The main results of this present study indicate that a Mini-HLM approach by means of the ROCSafe™ system can achieve overall clinical results that are completely comparable to those of OPCAB revascularisation. Although non-elective patients and patients with insulin-dependent diabetes mellitus had to be excluded from the study as unstable angina and/or acute myocardial infarction as well as diabetes per se significantly increase CEC numbers [17], no further restrictions were imposed with regard to enrollment, and the study patients therefore represent an institution-based cohort of routine coronary surgical practice. As the development of modern and risk-adjusted concepts for complete and safe revascularization in coronary patients is one of the main goals in coronary surgery, use of Mini-HLM and thus minimizing the side effects of CCPB is a desirable modern approach. In today's economically affected health care systems, this conclusion is especially important as OPCAB procedures are associated with longer hospital stays and greater overall hospitalization costs in significant dimensions [38]. Increasingly, the referring cardiologists or the patients themselves insist on an OPCAB procedure. The medical decision to apply the OPCAB technique in these patients is a delicate balance between handling the pressure to compete for more CABG cases and providing sound surgical care [38]. Therefore, performing OPCAB in every single patient who seems to be a candidate for surgical myocardial revascularisation for the sole purpose of attracting more patients or due to other political and economic pressures may not be appropriate and economically hazardous [38]. With regard to the increasing overall excellent experience with Mini-HLM worldwide [39, 40], OPCAB should be restricted to carefully selected special cases, i.e. patients presenting with severely calcified aorta etc..

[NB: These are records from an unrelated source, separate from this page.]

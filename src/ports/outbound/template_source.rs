use crate::shared::Result;

/// Name of the project config template
pub const CONFIG_TEMPLATE: &str = "sample_config.yaml";

/// Name of the sample dataset template
pub const DATASET_TEMPLATE: &str = "sample_dataset.json";

/// Name of the sample system prompt template
pub const PROMPT_TEMPLATE: &str = "sample_prompt.txt";

/// TemplateSource port for loading scaffolding templates
///
/// Implementations may serve templates compiled into the binary or read
/// them from a directory.
pub trait TemplateSource {
    /// Returns the raw text of the template called `name`
    ///
    /// # Errors
    /// Returns an error if the template does not exist or cannot be read
    fn read_template(&self, name: &str) -> Result<String>;
}
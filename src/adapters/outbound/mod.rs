/// Outbound adapters - Infrastructure implementations of outbound ports
pub mod console;
pub mod filesystem;
pub mod templates;
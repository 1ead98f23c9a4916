//! Deterministic supplier selection.
//!
//! All three mechanisms are pure functions of the feasible set (and a
//! caller-supplied seed), so any award can be reproduced from the event
//! log alone. The seed feeds SHA-256; the digest is reduced modulo the
//! set size as a big-endian integer, matching what an external auditor
//! computes from the recorded seed.

use rust_decimal::Decimal;
use sha2::{Digest, Sha256};

use super::SupplierState;

/// ROTATION: least `total_value_awarded`, ties by lexicographic id.
#[must_use]
pub fn select_rotation<'a>(feasible: &[&'a SupplierState]) -> Option<&'a SupplierState> {
    feasible
        .iter()
        .min_by(|a, b| {
            a.total_value_awarded
                .cmp(&b.total_value_awarded)
                .then_with(|| a.supplier_id.cmp(&b.supplier_id))
        })
        .copied()
}

/// RANDOM: sort by id, index with `SHA256(seed) mod n`.
#[must_use]
pub fn select_random<'a>(feasible: &[&'a SupplierState], seed: &str) -> Option<&'a SupplierState> {
    if feasible.is_empty() {
        return None;
    }
    let mut sorted: Vec<&SupplierState> = feasible.to_vec();
    sorted.sort_by(|a, b| a.supplier_id.cmp(&b.supplier_id));
    Some(sorted[sha256_index(seed, sorted.len())])
}

/// HYBRID: restrict to suppliers within 10% of the least-loaded, then
/// RANDOM over the remainder.
#[must_use]
pub fn select_hybrid<'a>(feasible: &[&'a SupplierState], seed: &str) -> Option<&'a SupplierState> {
    let min_awarded = feasible
        .iter()
        .map(|s| s.total_value_awarded)
        .min()?;
    let threshold = min_awarded * Decimal::new(11, 1); // 1.1

    let low_loaded: Vec<&SupplierState> = feasible
        .iter()
        .filter(|s| s.total_value_awarded <= threshold)
        .copied()
        .collect();

    select_random(&low_loaded, seed)
}

/// Reduces `SHA256(seed)`, read as a big-endian 256-bit integer, modulo
/// `n`. Folding byte by byte keeps the arithmetic in `u128`.
pub(crate) fn sha256_index(seed: &str, n: usize) -> usize {
    debug_assert!(n > 0);
    let digest = Sha256::digest(seed.as_bytes());
    let modulus = n as u128;
    let mut acc: u128 = 0;
    for byte in digest {
        acc = ((acc << 8) | u128::from(byte)) % modulus;
    }
    acc as usize
}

The described results should be considered provisional and worthy of further investigation in larger studies, because the relatively small sample size might represent a limitation to our conclusions. However, the major finding of the present investigation is the fact that CEC release and, thus, endothelial damage, is completely comparable between Mini-HLM procedures and the OPCAB technique.

Conclusion

Conceptional advantages of the closed minimized CPB-system ROCsafe™ result in morbidity and mortality comparable with OPCAB procedures. Mini-HLM, therefore, minimizes CPB-related systemic and organ injury as demonstrated by low CEC-values which indicates intact endothelial integrity. Furthermore, Mini-HLM combines OPCAB-benefits with less morbidity in high-risk-patients while facilitating more complete revascularisation in patients with complex lesions. Mini-HLM should therefore be applied as a routine and gold standard technique in coronary artery bypass surgery.